展示会後、スワッチ見本を送ったことで、展示会のときブースの壁に貼ったのと同じ、パターンシートにあしらわれている「林与」のロゴマークを世界のいろいろな国の人が眺めてくれるというのも楽しい気がします。たぶん、漢字を知らない国の人がみたら単なるロゴマークに見えるでしょうが、なぜか忘れられないマークになるのではないでしょうか。

中国市場開拓の件は、本格的に収益を上げていくには、やはり決済のほうで中国現地法人の設立が必要となってくるのかなあと思っています。今はストールや生地のテスト的な販売で利益はそれほど重要ではないのですが、増地税の問題などいろいろと自分やって壁にぶつかってみないと何が壁なのかすら分からないままではないかと思っています。あと、中国の服飾会社が積極的に弊社と取引したがってくれているのですが日本からの送料の件でどうしようという状態で、関税を払うなどの概念を当たり前に持っていてくれるかどうかも心配です。展示会においては、FOBよりCIF価格での取引をしたほうが無難だったかもしれません。

夜には、組合の理事会などがありまして彦根に向かいました。組合の新規事業のほうも開国150年祭と並行して順調に進んでいるようで、複数年にわたる計画で広がっていきそうです。
2009年11月23日
今日は、休みだったのですが、夜に企画ごとの糸量の計算などをエクセルを使ってしていました。

上海の展示会のスワッチサンプルをお送りするのが、希望のサンプルのサイズと枚数の加減で出来ていないかったお客様からスワッチ送付の依頼があって、明日手配を約束しメールなどしていました。
2009年11月22日
林与では、新しいリネンの加工に取り組んでいます。
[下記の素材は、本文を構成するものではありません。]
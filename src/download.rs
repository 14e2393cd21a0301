use crate::error::{InstallerError, Result};
use crate::types::{OctoSettings, ReleaseChannel};
use futures_util::StreamExt;
use indicatif::{ProgressBar, ProgressStyle};
use std::io::Write;
use std::path::Path;
use std::time::Duration;
use tempfile::TempPath;

pub const ARCHIVE_PREFIX: &str = "octo_skeleton_";
pub const ARCHIVE_SUFFIX: &str = ".zip";

/// A downloaded archive living next to the user's working directory.
///
/// The file is deleted when this value is dropped, so every early return
/// between the download and the explicit [`TempArchive::cleanup`] still
/// removes it.
#[derive(Debug)]
pub struct TempArchive {
    path: TempPath,
}

impl TempArchive {
    pub fn path(&self) -> &Path {
        &self.path
    }

    /// Delete the archive. Failures are logged and otherwise ignored.
    pub fn cleanup(self) {
        let path = self.path.display().to_string();
        match self.path.close() {
            Ok(()) => tracing::debug!("Removed temporary archive {}", path),
            Err(e) => tracing::debug!("Could not remove temporary archive {}: {}", path, e),
        }
    }
}

pub fn http_client(settings: &OctoSettings) -> Result<reqwest::Client> {
    let mut builder =
        reqwest::Client::builder().user_agent(concat!("octo/", env!("CARGO_PKG_VERSION")));

    // 0 disables the timeout
    if settings.http_timeout_secs > 0 {
        builder = builder.timeout(Duration::from_secs(settings.http_timeout_secs));
    }

    builder.build().map_err(InstallerError::HttpClient)
}

/// Turn a release channel into the URL of the archive to download.
///
/// The stable channel never touches the network. The dev channel reads a
/// small pointer file whose body is the real archive URL.
pub async fn resolve_url(
    client: &reqwest::Client,
    channel: ReleaseChannel,
    settings: &OctoSettings,
) -> Result<String> {
    match channel {
        ReleaseChannel::Stable => Ok(settings.stable_url.clone()),
        ReleaseChannel::Dev => {
            let pointer = &settings.dev_pointer_url;
            tracing::debug!("Reading dev release pointer from {}", pointer);

            let body = get(client, pointer)
                .await?
                .text()
                .await
                .map_err(|e| InstallerError::network(pointer, e))?;

            let url = body.trim();
            if reqwest::Url::parse(url).is_err() {
                return Err(InstallerError::InvalidPointer {
                    url: pointer.clone(),
                    body: url.chars().take(200).collect(),
                });
            }

            tracing::debug!("Dev release pointer resolved to {}", url);
            Ok(url.to_string())
        }
    }
}

/// Download `url` into a uniquely named zip file inside `dir`.
pub async fn download_archive(
    client: &reqwest::Client,
    url: &str,
    dir: &Path,
) -> Result<TempArchive> {
    tracing::info!("Downloading {}...", url);

    let response = get(client, url).await?;
    let total_size = response.content_length().unwrap_or(0);

    let (mut file, path) = tempfile::Builder::new()
        .prefix(ARCHIVE_PREFIX)
        .suffix(ARCHIVE_SUFFIX)
        .tempfile_in(dir)
        .map_err(|e| InstallerError::io(dir, e))?
        .into_parts();
    let archive = TempArchive { path };

    let pb = if total_size > 0 {
        let pb = ProgressBar::new(total_size);
        pb.set_style(
            ProgressStyle::default_bar()
                .template("{msg} {spinner:.green} [{elapsed_precise}] [{bar:40.cyan/blue}] {bytes}/{total_bytes} ({eta})")
                .unwrap_or_else(|_| ProgressStyle::default_bar())
                .progress_chars("#>-"),
        );
        pb
    } else {
        ProgressBar::new_spinner()
    };
    pb.set_message("Downloading skeleton");

    let mut downloaded = 0u64;
    let mut stream = response.bytes_stream();

    while let Some(chunk) = stream.next().await {
        let chunk = match chunk {
            Ok(chunk) => chunk,
            Err(e) => {
                pb.abandon();
                return Err(InstallerError::network(url, e));
            }
        };
        file.write_all(&chunk)
            .map_err(|e| InstallerError::io(archive.path(), e))?;
        downloaded += chunk.len() as u64;
        pb.set_position(downloaded);
    }

    file.sync_all()
        .map_err(|e| InstallerError::io(archive.path(), e))?;

    pb.finish_and_clear();
    tracing::info!(
        "Downloaded {} bytes to {}",
        downloaded,
        archive.path().display()
    );
    Ok(archive)
}

async fn get(client: &reqwest::Client, url: &str) -> Result<reqwest::Response> {
    let response = client
        .get(url)
        .send()
        .await
        .map_err(|e| InstallerError::network(url, e))?;

    let status = response.status();
    if !status.is_success() {
        return Err(InstallerError::HttpStatus {
            url: url.to_string(),
            status,
        });
    }

    Ok(response)
}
味のある厚地のリネンをつくろうと手間暇掛けた加工を試しています。まだ、1週間くらいは掛かりそうですが、出来上がると味があるものになると思っています。

この加工をベースにしたリネンの新しいシリーズを作り出します。素朴な素材に手間暇を掛けて味を出したシリーズで、リネンのナチュラルな良い味を出したいと取り組んでいます。
2009年11月20日
上海の展示会の成果で、ストールが中国企業向けに売れたので、英文契約書の作成に入っています。中国の企業でも日本の企業との取引を行いたいところは多いようで、非常に意欲的に、ストールの購入を進めてくれています。

今年、ヨーロッパ向けにストールを輸出したときには、信用取引に近い状態での流れだったのですが、今回は決済の難しいといわれる中国ということもあって、契約書を作成してからの生産という形を取ります。

現在の中国企業が信用面で不安が多いかというと、中国企業は大企業が多いので、逆に、日本企業に騙されるのを心配しているくらいです。中国の繊維関係の企業もたくさんヨーロッパ向けに輸出してヨーロッパ企業が支払いを滞らせることが多くなって、輸出する取引相手に対して警戒を始めているのです。

ヨーロッパに関して、産地、混率や品質面でかなり本当かどうかわからないというものが多くなっているのもヨーロッパの企業体質に表れているのではないかと思っています。材料として買ってものをつくるのが心配な時代になってきました。